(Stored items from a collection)
- Opening Delimiter -

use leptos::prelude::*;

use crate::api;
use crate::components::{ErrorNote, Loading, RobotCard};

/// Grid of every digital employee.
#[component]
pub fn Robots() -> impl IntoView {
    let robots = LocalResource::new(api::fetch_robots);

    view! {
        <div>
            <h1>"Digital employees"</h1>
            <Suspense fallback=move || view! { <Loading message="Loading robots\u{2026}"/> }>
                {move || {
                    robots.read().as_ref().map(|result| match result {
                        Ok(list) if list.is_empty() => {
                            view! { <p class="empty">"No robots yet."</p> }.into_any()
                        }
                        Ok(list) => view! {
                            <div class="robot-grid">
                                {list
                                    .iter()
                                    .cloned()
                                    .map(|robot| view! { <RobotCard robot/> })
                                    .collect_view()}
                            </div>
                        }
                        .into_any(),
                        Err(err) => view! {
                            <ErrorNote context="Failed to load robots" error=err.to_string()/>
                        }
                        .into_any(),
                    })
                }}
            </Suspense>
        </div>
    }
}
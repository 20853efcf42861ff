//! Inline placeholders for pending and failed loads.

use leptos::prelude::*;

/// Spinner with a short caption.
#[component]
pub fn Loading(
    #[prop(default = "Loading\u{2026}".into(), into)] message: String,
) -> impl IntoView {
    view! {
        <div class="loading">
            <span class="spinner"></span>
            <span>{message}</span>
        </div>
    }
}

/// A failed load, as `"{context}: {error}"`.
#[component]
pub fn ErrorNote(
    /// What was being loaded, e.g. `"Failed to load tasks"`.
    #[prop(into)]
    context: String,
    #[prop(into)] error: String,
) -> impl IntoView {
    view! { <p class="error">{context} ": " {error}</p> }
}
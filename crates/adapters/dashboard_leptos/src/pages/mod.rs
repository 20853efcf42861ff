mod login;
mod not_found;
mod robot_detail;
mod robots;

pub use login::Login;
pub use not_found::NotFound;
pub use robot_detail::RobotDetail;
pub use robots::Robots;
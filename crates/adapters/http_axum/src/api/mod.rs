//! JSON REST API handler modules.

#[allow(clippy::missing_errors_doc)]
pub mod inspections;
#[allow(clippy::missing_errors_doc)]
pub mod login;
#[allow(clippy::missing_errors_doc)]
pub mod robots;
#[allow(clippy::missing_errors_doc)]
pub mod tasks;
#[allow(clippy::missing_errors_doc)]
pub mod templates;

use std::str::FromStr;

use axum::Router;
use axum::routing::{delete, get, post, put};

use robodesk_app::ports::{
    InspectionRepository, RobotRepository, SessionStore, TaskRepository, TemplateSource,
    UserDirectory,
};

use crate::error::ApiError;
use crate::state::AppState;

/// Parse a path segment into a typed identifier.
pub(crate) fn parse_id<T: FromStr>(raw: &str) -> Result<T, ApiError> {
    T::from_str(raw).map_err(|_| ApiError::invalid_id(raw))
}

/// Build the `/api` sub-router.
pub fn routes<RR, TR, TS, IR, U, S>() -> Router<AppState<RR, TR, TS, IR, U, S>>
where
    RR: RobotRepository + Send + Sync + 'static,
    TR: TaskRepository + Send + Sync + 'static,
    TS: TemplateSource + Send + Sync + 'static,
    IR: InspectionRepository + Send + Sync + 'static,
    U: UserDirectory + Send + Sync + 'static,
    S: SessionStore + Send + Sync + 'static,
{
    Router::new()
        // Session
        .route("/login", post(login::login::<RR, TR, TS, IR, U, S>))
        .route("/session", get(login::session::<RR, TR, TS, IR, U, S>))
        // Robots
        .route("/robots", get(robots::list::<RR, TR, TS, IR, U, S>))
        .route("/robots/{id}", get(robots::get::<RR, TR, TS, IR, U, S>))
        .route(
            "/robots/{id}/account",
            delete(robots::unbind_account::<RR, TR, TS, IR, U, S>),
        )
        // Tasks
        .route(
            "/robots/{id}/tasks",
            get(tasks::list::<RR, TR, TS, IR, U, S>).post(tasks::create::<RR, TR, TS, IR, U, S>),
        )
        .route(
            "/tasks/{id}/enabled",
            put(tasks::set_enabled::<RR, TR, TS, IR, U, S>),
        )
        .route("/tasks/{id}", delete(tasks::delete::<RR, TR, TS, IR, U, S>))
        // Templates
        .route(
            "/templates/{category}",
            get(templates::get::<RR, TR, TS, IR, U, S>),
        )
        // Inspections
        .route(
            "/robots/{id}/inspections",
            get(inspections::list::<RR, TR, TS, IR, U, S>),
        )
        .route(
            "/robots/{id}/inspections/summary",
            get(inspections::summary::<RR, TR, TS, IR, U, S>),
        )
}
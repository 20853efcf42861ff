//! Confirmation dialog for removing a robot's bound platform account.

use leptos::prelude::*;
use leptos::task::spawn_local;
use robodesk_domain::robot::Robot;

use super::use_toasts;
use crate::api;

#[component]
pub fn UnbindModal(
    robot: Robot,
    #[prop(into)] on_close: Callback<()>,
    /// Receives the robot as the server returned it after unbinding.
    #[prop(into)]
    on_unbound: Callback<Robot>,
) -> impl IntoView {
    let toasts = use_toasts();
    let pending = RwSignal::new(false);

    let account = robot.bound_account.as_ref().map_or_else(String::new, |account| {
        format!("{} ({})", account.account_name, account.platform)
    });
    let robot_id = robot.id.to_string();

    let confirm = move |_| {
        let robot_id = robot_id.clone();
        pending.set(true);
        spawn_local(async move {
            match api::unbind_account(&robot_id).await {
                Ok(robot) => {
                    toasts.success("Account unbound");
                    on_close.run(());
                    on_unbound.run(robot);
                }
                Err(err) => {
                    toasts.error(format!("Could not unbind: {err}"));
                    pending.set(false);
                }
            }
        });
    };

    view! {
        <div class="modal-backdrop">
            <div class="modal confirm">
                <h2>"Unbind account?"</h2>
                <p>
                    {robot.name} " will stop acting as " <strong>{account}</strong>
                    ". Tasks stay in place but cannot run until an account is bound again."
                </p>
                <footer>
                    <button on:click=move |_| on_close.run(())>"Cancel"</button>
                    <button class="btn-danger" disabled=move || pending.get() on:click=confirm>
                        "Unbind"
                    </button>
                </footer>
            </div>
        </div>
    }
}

- Closing Delimiter -
- Opening Delimiter -

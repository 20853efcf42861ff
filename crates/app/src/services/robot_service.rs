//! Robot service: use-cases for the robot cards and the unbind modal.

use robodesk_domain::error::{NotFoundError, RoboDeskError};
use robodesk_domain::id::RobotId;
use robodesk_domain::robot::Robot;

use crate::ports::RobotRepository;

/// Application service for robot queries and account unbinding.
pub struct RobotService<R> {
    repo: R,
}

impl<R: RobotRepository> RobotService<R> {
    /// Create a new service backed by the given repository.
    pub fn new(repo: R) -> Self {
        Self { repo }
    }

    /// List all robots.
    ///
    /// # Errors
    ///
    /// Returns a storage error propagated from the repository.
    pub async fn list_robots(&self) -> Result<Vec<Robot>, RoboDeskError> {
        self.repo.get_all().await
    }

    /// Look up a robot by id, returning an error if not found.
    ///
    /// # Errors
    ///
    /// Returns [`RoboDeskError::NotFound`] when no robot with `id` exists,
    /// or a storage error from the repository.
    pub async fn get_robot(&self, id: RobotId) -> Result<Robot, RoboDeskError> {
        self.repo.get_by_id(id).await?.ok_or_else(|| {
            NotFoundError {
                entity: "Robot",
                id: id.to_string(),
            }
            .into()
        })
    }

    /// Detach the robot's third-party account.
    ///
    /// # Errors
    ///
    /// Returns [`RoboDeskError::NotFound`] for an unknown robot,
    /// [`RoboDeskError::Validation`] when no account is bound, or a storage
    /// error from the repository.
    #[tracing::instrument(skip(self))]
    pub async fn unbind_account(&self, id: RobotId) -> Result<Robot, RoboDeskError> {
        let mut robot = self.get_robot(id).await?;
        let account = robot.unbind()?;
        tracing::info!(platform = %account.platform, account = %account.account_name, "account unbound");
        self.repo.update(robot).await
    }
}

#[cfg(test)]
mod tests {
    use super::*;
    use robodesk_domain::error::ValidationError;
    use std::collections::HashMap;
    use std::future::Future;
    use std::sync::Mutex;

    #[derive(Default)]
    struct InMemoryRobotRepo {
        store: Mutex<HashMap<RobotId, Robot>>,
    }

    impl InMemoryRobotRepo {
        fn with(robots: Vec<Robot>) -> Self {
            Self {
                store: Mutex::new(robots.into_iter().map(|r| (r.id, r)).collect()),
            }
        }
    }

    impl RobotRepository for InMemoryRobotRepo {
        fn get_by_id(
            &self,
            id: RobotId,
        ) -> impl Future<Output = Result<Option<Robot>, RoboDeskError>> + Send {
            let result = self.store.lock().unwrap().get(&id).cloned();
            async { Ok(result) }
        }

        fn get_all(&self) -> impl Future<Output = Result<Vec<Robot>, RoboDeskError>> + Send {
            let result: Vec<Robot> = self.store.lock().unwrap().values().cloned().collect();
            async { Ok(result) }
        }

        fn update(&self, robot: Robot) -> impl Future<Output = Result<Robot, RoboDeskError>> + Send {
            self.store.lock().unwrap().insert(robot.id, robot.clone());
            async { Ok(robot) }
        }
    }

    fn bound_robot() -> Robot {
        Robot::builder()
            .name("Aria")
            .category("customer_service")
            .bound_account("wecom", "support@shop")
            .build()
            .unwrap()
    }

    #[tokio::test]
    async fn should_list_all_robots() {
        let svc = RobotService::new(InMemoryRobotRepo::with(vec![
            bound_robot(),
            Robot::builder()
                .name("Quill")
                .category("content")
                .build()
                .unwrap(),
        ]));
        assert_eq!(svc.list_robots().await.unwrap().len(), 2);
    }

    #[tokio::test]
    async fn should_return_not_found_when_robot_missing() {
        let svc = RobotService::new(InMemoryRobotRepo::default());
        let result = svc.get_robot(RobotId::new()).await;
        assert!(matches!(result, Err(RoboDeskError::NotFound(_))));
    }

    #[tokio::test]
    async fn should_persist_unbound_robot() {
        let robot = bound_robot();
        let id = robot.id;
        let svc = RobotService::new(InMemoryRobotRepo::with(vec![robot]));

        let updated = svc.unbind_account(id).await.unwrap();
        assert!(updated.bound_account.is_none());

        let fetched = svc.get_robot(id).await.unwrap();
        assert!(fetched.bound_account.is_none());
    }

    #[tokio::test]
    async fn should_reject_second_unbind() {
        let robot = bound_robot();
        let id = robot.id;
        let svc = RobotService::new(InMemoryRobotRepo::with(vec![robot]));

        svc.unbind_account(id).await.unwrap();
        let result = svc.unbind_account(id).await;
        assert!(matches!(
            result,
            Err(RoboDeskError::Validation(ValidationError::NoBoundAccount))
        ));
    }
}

- Closing Delimiter -

YOUR OBJECTIVE: State how many lines above contain the word "Output", and nothing more.

SOLUTION TO THIS PROBLEM: 3